Winter is upon us again and with the cold comes frequent coughs and runny noses! It might feel like your son is permanently ill. It is important to note that in the first few years of life it is normal for a young child to have an average of 8 infections per year. Each of these periods of illness can last 7-10 days which means a toddler can be unwell for a considerable portion of the year.
From birth a baby is being exposed to new viruses and bacteria all the time and has to build up its own immunity. In the 1st 6 months of a baby’s life, some protection is provided by maternal antibodies transferred across the placenta during pregnancy. Your child’s own antibody stores can take years to reach adult levels. Breastfeeding will help protect against chest, ear and gut infections. Having all the normal vaccinations will again help prevent severe forms of chest and ear infections from occurring.
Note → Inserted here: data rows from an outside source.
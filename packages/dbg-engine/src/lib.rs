//! Breakpoint management for an in-kernel debug agent.
//!
//! A [`BreakpointEngine`] patches trap instructions into a running program and decides what each
//! trap means when it's taken: stop some threads, step quietly past it, or clean up a temporary
//! breakpoint left behind by a single-step.
//!
//! Breakpoints come in two layers. An [`AddressBreakpoint`] owns a patched instruction and the
//! opcode it replaced. Attached to it are one or more [`ContextBreakpoint`]s, each saying which
//! threads the breakpoint applies to and what to do when one of them hits it. The instruction is
//! restored as soon as the last context breakpoint goes away.
//!
//! Everything the engine needs from the processor and the kernel is behind [`dbg_os::Platform`].
//! All records are taken from fixed pools sized by [`EngineConfig::max_breakpoints`], so nothing
//! is allocated once the engine is running.
//!
//! # Example
//!
//! ```ignore
//! let mut engine = BreakpointEngine::initialize(&os, EngineConfig::new())?;
//! engine.set(&mut os, BreakpointParams::new(0x0380_1000, ExecScope::All))?;
//!
//! // From the breakpoint exception vector:
//! let exit = software_breakpoint_entry(Some(&mut engine), &mut os, &mut frame);
//! ```

#![cfg_attr(not(test), no_std)]

use core::{fmt, marker::PhantomData};

use dbg_os::{ExecScope, InterruptControl, Platform};
use dbg_set::{Arena, Behavior, Location, NodeId, Set};

mod address;
mod api;
mod config;
mod context;
mod entry;
mod error;
mod exec;
mod handler;
mod step;

pub use address::{AddressBreakpoint, AddressKind, AddressState};
pub use api::{BreakpointParams, Found};
pub use config::{Control, DEFAULT_MAX_BREAKPOINTS, EngineConfig, IllegalInstructionPolicy};
pub use context::{BreakpointType, ContextBreakpoint};
pub use dbg_set::Handle;
pub use entry::{HandlerExit, hardware_step_entry, software_breakpoint_entry};
pub use error::BreakpointError;
pub use step::SkipStep;

type Context<P> = ContextBreakpoint<<P as InterruptControl>::InterruptState>;

/// The breakpoint registry.
///
/// The engine only holds state. Every operation that touches memory or the kernel borrows the
/// platform for the duration of the call.
pub struct BreakpointEngine<P: Platform> {
    config: EngineConfig,
    hardware_step: bool,
    addresses: Arena<AddressBreakpoint>,
    free_addresses: Set,
    active_addresses: Set,
    contexts: Arena<Context<P>>,
    free_contexts: Set,
    hw_step_contexts: Set,
    _platform: PhantomData<fn() -> P>,
}

impl<P: Platform> fmt::Debug for BreakpointEngine<P> {
    fn fmt(&self, f: &mut fmt::Formatter<'_>) -> fmt::Result {
        f.debug_struct("BreakpointEngine")
            .field("config", &self.config)
            .field("hardware_step", &self.hardware_step)
            .field("active_addresses", &self.active_addresses.count())
            .field("free_addresses", &self.free_addresses.count())
            .field("free_contexts", &self.free_contexts.count())
            .field("hardware_steps", &self.hw_step_contexts.count())
            .finish_non_exhaustive()
    }
}

impl<P: Platform> BreakpointEngine<P> {
    /// Creates an engine with every breakpoint record free.
    ///
    /// Whether hardware single-stepping is used is decided here, from what `os` supports.
    ///
    /// # Errors
    ///
    /// - [`BreakpointError::InsufficientResources`] if fewer than two breakpoint records are
    ///   configured, since even a single breakpoint needs a spare to be stepped past.
    pub fn initialize(os: &P, config: EngineConfig) -> Result<Self, BreakpointError> {
        if config.max_breakpoints < 2 {
            return Err(BreakpointError::InsufficientResources);
        }

        let mut addresses = Arena::from_fn(config.max_breakpoints, |_| AddressBreakpoint::vacant());
        let mut free_addresses = Set::new(Behavior::Lifo);
        for h in addresses.handles() {
            free_addresses.add(&mut addresses, Location::Tail(NodeId::Any), 0, h)?;
        }

        let mut contexts = Arena::from_fn(config.max_breakpoints, |_| {
            ContextBreakpoint::new(
                ExecScope::None,
                None,
                BreakpointType::Active,
                ExecScope::None,
            )
        });
        let mut free_contexts = Set::new(Behavior::Fifo);
        for h in contexts.handles() {
            free_contexts.add(&mut contexts, Location::Default(NodeId::Any), 0, h)?;
        }

        let hardware_step = os.hardware_step_supported();
        log::info!(
            "breakpoint engine ready with {} records, hardware step {}",
            config.max_breakpoints,
            if hardware_step { "on" } else { "off" }
        );

        Ok(Self {
            config,
            hardware_step,
            addresses,
            free_addresses,
            active_addresses: Set::new(Behavior::Ordered),
            contexts,
            free_contexts,
            hw_step_contexts: Set::new(Behavior::Fifo),
            _platform: PhantomData,
        })
    }

    /// Removes every breakpoint, restoring the program to how it was before the engine touched
    /// it.
    ///
    /// # Errors
    ///
    /// Returns the platform's error if an instruction can't be restored.
    pub fn terminate(&mut self, os: &mut P) -> Result<(), BreakpointError> {
        log::info!("breakpoint engine shutting down");
        self.remove_all(os)
    }

    /// Changes the engine's behavior at runtime.
    ///
    /// # Errors
    ///
    /// - [`BreakpointError::InvalidId`] for [`Control::None`].
    pub fn control(&mut self, control: Control) -> Result<(), BreakpointError> {
        match control {
            Control::None => Err(BreakpointError::InvalidId),
            Control::IllegalInstruction(policy) => {
                critical_section::with(|_| self.config.illegal_instruction = policy);
                Ok(())
            }
        }
    }

    /// The configuration in effect, including runtime changes.
    #[must_use]
    pub const fn config(&self) -> &EngineConfig {
        &self.config
    }

    /// Whether steps use the platform's hardware single-step instead of temporary breakpoints.
    #[must_use]
    pub const fn hardware_step_enabled(&self) -> bool {
        self.hardware_step
    }

    /// The number of unused address breakpoint records.
    #[must_use]
    pub const fn free_address_count(&self) -> usize {
        self.free_addresses.count()
    }

    /// The number of unused context breakpoint records.
    #[must_use]
    pub const fn free_context_count(&self) -> usize {
        self.free_contexts.count()
    }

    /// Every address breakpoint in use, most recently created first.
    pub fn address_breakpoints(&self) -> impl Iterator<Item = &AddressBreakpoint> + '_ {
        self.active_addresses
            .iter(&self.addresses)
            .map(|h| &self.addresses[h])
    }

    /// The address breakpoint at exactly `addr`.
    #[must_use]
    pub fn address_breakpoint(&self, addr: usize) -> Option<&AddressBreakpoint> {
        self.address_breakpoints().find(|bp| bp.address == addr)
    }

    /// The context breakpoints at exactly `addr`, in match order.
    pub fn contexts_at(&self, addr: usize) -> impl Iterator<Item = (Handle, &Context<P>)> + '_ {
        self.address_breakpoint(addr)
            .into_iter()
            .flat_map(|bp| bp.contexts.iter(&self.contexts))
            .map(|h| (h, &self.contexts[h]))
    }

    /// Pending hardware single-steps.
    pub fn hardware_steps(&self) -> impl Iterator<Item = (Handle, &Context<P>)> + '_ {
        self.hw_step_contexts
            .iter(&self.contexts)
            .map(|h| (h, &self.contexts[h]))
    }

    /// Looks up a context breakpoint that is in use.
    #[must_use]
    pub fn context(&self, handle: Handle) -> Option<&Context<P>> {
        let in_use = self
            .address_breakpoints()
            .any(|bp| bp.contexts.contains(&self.contexts, handle))
            || self.hw_step_contexts.contains(&self.contexts, handle);
        in_use.then(|| &self.contexts[handle])
    }
}

#[cfg(test)]
pub(crate) mod testing {
    use std::cell::RefCell;

    use dbg_os::{ExecContext, HitEvent, ThreadId};
    use dbg_os_mock::MockPlatform;

    use super::*;

    pub const CODE: usize = 0x1000;
    pub const T1: ThreadId = ThreadId(1);
    pub const T2: ThreadId = ThreadId(2);

    std::thread_local! {
        static HITS: RefCell<Vec<(ThreadId, HitEvent, usize)>> =
            const { RefCell::new(Vec::new()) };
    }

    pub fn record_hit(thread: ThreadId, event: HitEvent, param: usize) {
        HITS.with_borrow_mut(|hits| hits.push((thread, event, param)));
    }

    /// Takes every hit recorded on this thread so far.
    pub fn hits() -> Vec<(ThreadId, HitEvent, usize)> {
        HITS.with_borrow_mut(core::mem::take)
    }

    pub fn platform() -> MockPlatform {
        hits();
        MockPlatform::new().with_arm_code(CODE, 64)
    }

    pub fn engine(os: &MockPlatform) -> BreakpointEngine<MockPlatform> {
        BreakpointEngine::initialize(os, EngineConfig::new()).unwrap()
    }

    pub fn engine_with(os: &MockPlatform, max: usize) -> BreakpointEngine<MockPlatform> {
        BreakpointEngine::initialize(os, EngineConfig::new().with_max_breakpoints(max)).unwrap()
    }

    pub fn task(os: &mut MockPlatform, thread: ThreadId) {
        os.set_current_context(Some(ExecContext::Task(thread)));
        os.clear_history();
    }

    /// Checks the bookkeeping that must hold between any two engine operations.
    pub fn assert_consistent(engine: &BreakpointEngine<MockPlatform>, os: &MockPlatform) {
        let max = engine.config.max_breakpoints;
        assert_eq!(engine.active_addresses.count() + engine.free_address_count(), max);

        let linked: usize = engine
            .address_breakpoints()
            .map(AddressBreakpoint::context_count)
            .sum::<usize>()
            + engine.hw_step_contexts.count();
        assert_eq!(linked + engine.free_context_count(), max);

        let mut seen = Vec::new();
        for bp in engine.address_breakpoints() {
            assert!(!seen.contains(&(bp.address & !1)), "duplicate {:#x}", bp.address);
            seen.push(bp.address & !1);

            assert!(bp.context_count() > 0, "{:#x} has no contexts", bp.address);
            assert_eq!(
                bp.state == AddressState::Active,
                os.is_patched(bp.address),
                "{:#x} patch state",
                bp.address
            );
        }
    }

    #[test]
    fn fresh_engine_is_empty() {
        let os = platform();
        let engine = engine(&os);
        assert_eq!(engine.free_address_count(), DEFAULT_MAX_BREAKPOINTS);
        assert_eq!(engine.free_context_count(), DEFAULT_MAX_BREAKPOINTS);
        assert!(!engine.hardware_step_enabled());
        assert_eq!(engine.address_breakpoints().count(), 0);
        assert_consistent(&engine, &os);
    }

    #[test]
    fn too_few_records() {
        let os = platform();
        assert_eq!(
            BreakpointEngine::initialize(&os, EngineConfig::new().with_max_breakpoints(1))
                .map(|_| ()),
            Err(BreakpointError::InsufficientResources)
        );
    }

    #[test]
    fn control_updates_the_policy() {
        let os = platform();
        let mut engine = engine(&os);

        assert_eq!(
            engine.control(Control::None),
            Err(BreakpointError::InvalidId)
        );
        engine
            .control(Control::IllegalInstruction(IllegalInstructionPolicy {
                stops_thread: true,
                ..IllegalInstructionPolicy::DEFAULT
            }))
            .unwrap();
        assert!(engine.config().illegal_instruction.stops_thread);
    }

    #[test]
    fn terminate_restores_everything() {
        let mut os = platform();
        let mut engine = engine(&os);
        let original = os.instruction_at(CODE);

        engine
            .set(&mut os, BreakpointParams::new(CODE, ExecScope::All))
            .unwrap();
        assert!(engine.context(engine.find(CODE, ExecScope::All).unwrap().context).is_some());

        engine.terminate(&mut os).unwrap();
        assert_eq!(os.instruction_at(CODE), original);
        assert_consistent(&engine, &os);
    }
}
Certain factors increase the number of infections and illnesses: having older siblings at school; attending nursery (at least doubles the risk); the larger the family size, the greater the number of infections. Exposure to passive smoking not only increases the number but also the severity of chest and ear infections. Babies born prematurely will also be at increased risk of infections.
Often when young kids are unwell with a cold (upper respiratory tract infection) they can have a decreased appetite and interrupted sleep. There is probably little need for concern regarding this. However over time if he has lost weight or is failing to thrive, has a chronic fever(5 or more days), has recurrent serious infections (e.g. pneumonia), does not respond to appropriate treatment or his illnesses are related to travel abroad , then it is advised he be reviewed by a paediatrician. It is also worthwhile to consider whether these ‘colds’ could potentially be early signs of asthma.